棚は棚のまま

黒川芙由は、友人が来るたびに、本棚を生活から展示へ戻していた。

読みかけの文庫本を寝室へ隠し、色の合わない背表紙には白い紙を巻く。雑誌は高さを揃え、古本屋で買った日焼けした本は奥へ押し込む。棚の前に花瓶を置けば、写真にしても整って見えた。

日曜の午後、友人が映画を見に来ることになった。

芙由は朝から本を並べ替えた。けれど今週は仕事が忙しく、床には三冊、ソファには二冊、食卓には料理本が開いたままになっている。全部を片づけるには時間が足りない。

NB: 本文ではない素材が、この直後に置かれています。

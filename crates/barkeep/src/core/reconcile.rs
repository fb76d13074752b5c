//! Merging changes into a mirrored collection.
//!
//! Both the result of a local call and the echo of that same write arriving on the
//! change stream pass through [`reconcile`]. Applying a change a second time is a no-op,
//! so the two can arrive in either order.

use barkeep_api::Change;
use barkeep_core::Entity;

use crate::core::view::View;

/// Apply `change` to `rows`, the current contents of `view`.
///
/// Returns whether `rows` was modified.
pub fn reconcile<E: Entity>(rows: &mut Vec<E>, view: &View<E>, change: Change<E>) -> bool {
    match change {
        Change::Created { data, .. } => insert(rows, view, data),
        Change::Updated { id, data, .. } => {
            let position = rows.iter().position(|r| r.id() == id);
            match (position, view.matches(&data)) {
                (Some(i), true) => {
                    if rows[i] == data {
                        false
                    } else {
                        rows[i] = data;
                        true
                    }
                }
                (Some(i), false) => {
                    rows.remove(i);
                    true
                }
                (None, true) if view.is_filtered() => insert(rows, view, data),
                (None, _) => false,
            }
        }
        Change::Deleted { id, .. } => {
            let before = rows.len();
            rows.retain(|r| r.id() != id);
            rows.len() != before
        }
    }
}

fn insert<E: Entity>(rows: &mut Vec<E>, view: &View<E>, row: E) -> bool {
    if !view.matches(&row) || rows.iter().any(|r| r.id() == row.id()) {
        return false;
    }
    let index = view.insertion_index(rows, &row);
    if view.limit().is_some_and(|limit| index >= limit) {
        return false;
    }
    rows.insert(index, row);
    if let Some(limit) = view.limit() {
        rows.truncate(limit);
    }
    true
}

#[cfg(test)]
mod tests {
    use super::*;
    use crate::models::{Drink, Order, OrderStatus, Premix};
    use barkeep_api::{ChangeOrigin, RowId};
    use proptest::prelude::*;

    fn drink(id: i64, name: &str) -> Drink {
        Drink {
            id: RowId(id),
            name: name.to_string(),
            ingredients: "gin".into(),
            preparation: "stir".into(),
            image: None,
        }
    }

    fn premix(id: i64, ready: bool) -> Premix {
        Premix {
            id: RowId(id),
            name: format!("premix {}", id),
            ingredients: "sugar".into(),
            preparation: "heat".into(),
            image: None,
            ready,
        }
    }

    fn order(id: i64) -> Order {
        Order {
            id: RowId(id),
            name: format!("Order - {}", id),
            products: vec!["Gin".into()],
            status: OrderStatus::Pending,
        }
    }

    fn created<E>(data: E) -> Change<E> {
        Change::Created {
            data,
            origin: ChangeOrigin::Remote,
        }
    }

    fn updated<E: Entity>(data: E) -> Change<E> {
        Change::Updated {
            id: data.id(),
            data,
            origin: ChangeOrigin::Remote,
        }
    }

    fn ids<E: Entity>(rows: &[E]) -> Vec<i64> {
        rows.iter().map(|r| r.id().0).collect()
    }

    #[test]
    fn duplicate_insert_keeps_one_row() {
        let view = View::<Drink>::drinks();
        let mut rows = vec![];
        assert!(reconcile(&mut rows, &view, created(drink(1, "Negroni"))));
        assert!(!reconcile(&mut rows, &view, created(drink(1, "Negroni"))));
        assert_eq!(ids(&rows), vec![1]);
    }

    #[test]
    fn update_of_absent_row_is_ignored_in_unfiltered_view() {
        let view = View::<Drink>::drinks();
        let mut rows = vec![drink(1, "a")];
        assert!(!reconcile(&mut rows, &view, updated(drink(2, "b"))));
        assert!(reconcile(&mut rows, &view, updated(drink(1, "c"))));
        assert_eq!(rows[0].name, "c");
    }

    #[test]
    fn delete_removes_matching_row_only() {
        let view = View::<Drink>::drinks();
        let mut rows = vec![drink(1, "a"), drink(2, "b")];
        let change = Change::Deleted {
            id: RowId(1),
            origin: ChangeOrigin::Local,
        };
        assert!(reconcile(&mut rows, &view, change.clone()));
        assert!(!reconcile(&mut rows, &view, change));
        assert_eq!(ids(&rows), vec![2]);
    }

    #[test]
    fn pending_view_drops_ready_premix_and_restores_it() {
        let view = View::<Premix>::pending_premixes();
        let mut rows = vec![premix(1, false), premix(2, false)];

        assert!(reconcile(&mut rows, &view, updated(premix(1, true))));
        assert_eq!(ids(&rows), vec![2]);

        assert!(reconcile(&mut rows, &view, updated(premix(1, false))));
        assert_eq!(ids(&rows), vec![1, 2]);
    }

    #[test]
    fn pending_view_ignores_ready_inserts() {
        let view = View::<Premix>::pending_premixes();
        let mut rows = vec![];
        assert!(!reconcile(&mut rows, &view, created(premix(1, true))));
        assert!(rows.is_empty());
    }

    #[test]
    fn recent_orders_prepend_and_stay_within_limit() {
        let view = View::<Order>::recent_orders(2);
        let mut rows = vec![order(2), order(1)];

        assert!(reconcile(&mut rows, &view, created(order(3))));
        assert_eq!(ids(&rows), vec![3, 2]);

        // older than everything shown and the view is full
        assert!(!reconcile(&mut rows, &view, created(order(1))));
        assert_eq!(ids(&rows), vec![3, 2]);
    }

    #[derive(Debug, Clone)]
    enum Step {
        Create(i64, bool),
        Update(i64, bool),
        Delete(i64),
    }

    fn step() -> impl Strategy<Value = Step> {
        prop_oneof![
            (1i64..6, any::<bool>()).prop_map(|(id, ready)| Step::Create(id, ready)),
            (1i64..6, any::<bool>()).prop_map(|(id, ready)| Step::Update(id, ready)),
            (1i64..6).prop_map(Step::Delete),
        ]
    }

    fn to_change(step: &Step) -> Change<Premix> {
        match step {
            Step::Create(id, ready) => created(premix(*id, *ready)),
            Step::Update(id, ready) => updated(premix(*id, *ready)),
            Step::Delete(id) => Change::Deleted {
                id: RowId(*id),
                origin: ChangeOrigin::Remote,
            },
        }
    }

    proptest! {
        #[test]
        fn delivering_every_change_twice_changes_nothing(steps in prop::collection::vec(step(), 0..40)) {
            for view in [View::<Premix>::premixes(), View::<Premix>::pending_premixes()] {
                let mut once = vec![];
                let mut twice = vec![];
                for step in &steps {
                    reconcile(&mut once, &view, to_change(step));
                    reconcile(&mut twice, &view, to_change(step));
                    reconcile(&mut twice, &view, to_change(step));
                }
                prop_assert_eq!(&once, &twice);

                let mut seen = ids(&once);
                seen.dedup();
                prop_assert_eq!(seen.len(), once.len());
                prop_assert!(once.iter().all(|p| view.matches(p)));
            }
        }
    }
}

友人から「予定より一本早い電車に乗った」とメッセージが来た。

芙由は床の三冊を抱え、本棚へ差し込んだ。棚の奥行きが合わず、一冊だけ前へ飛び出す。押すと隣の本が傾き、全体が崩れた。

時計を見る。到着まで七分。

花瓶を置き、傾いた本を隠す。ソファの本を寝室へ運ぶ。テーブルの料理本を閉じようとしたとき、開いていたページに小麦粉の指跡がついているのが見えた。昨日、初めて作ったパンのページだった。形は悪かったが、朝食に食べた。

芙由は本を持ち上げたまま、立ち尽くした。

整えた棚を見せたいのか、本を読んでいる部屋へ友人を招きたいのか、自分でも分からなくなった。いつも友人が帰ったあと、隠した本を戻す作業で夜が終わっていた。

玄関のチャイムが鳴った。

芙由は料理本を閉じなかった。床の三冊も、傾いたまま棚へ残した。花瓶だけをどける。水を入れていない空の花瓶は、急ごしらえの飾りにしか見えなかった。

扉を開けると、友人はポップコーンの袋を掲げた。芙由は「散らかってるけど」と言いかけ、飲み込む。

映画の途中、友人はソファの本を枕代わりにしそうになり、気づいて脇へ置いた。それだけだった。

エンドロールが流れても、芙由は本棚を直しに立たなかった。前へ飛び出した一冊の影が、夕方の床へ細長く伸びている。

棚はきれいではない。けれど、今夜また生活へ戻す必要もなかった。初めから、生活のままだった。

前へ出た一冊は、夜になっても戻されなかった。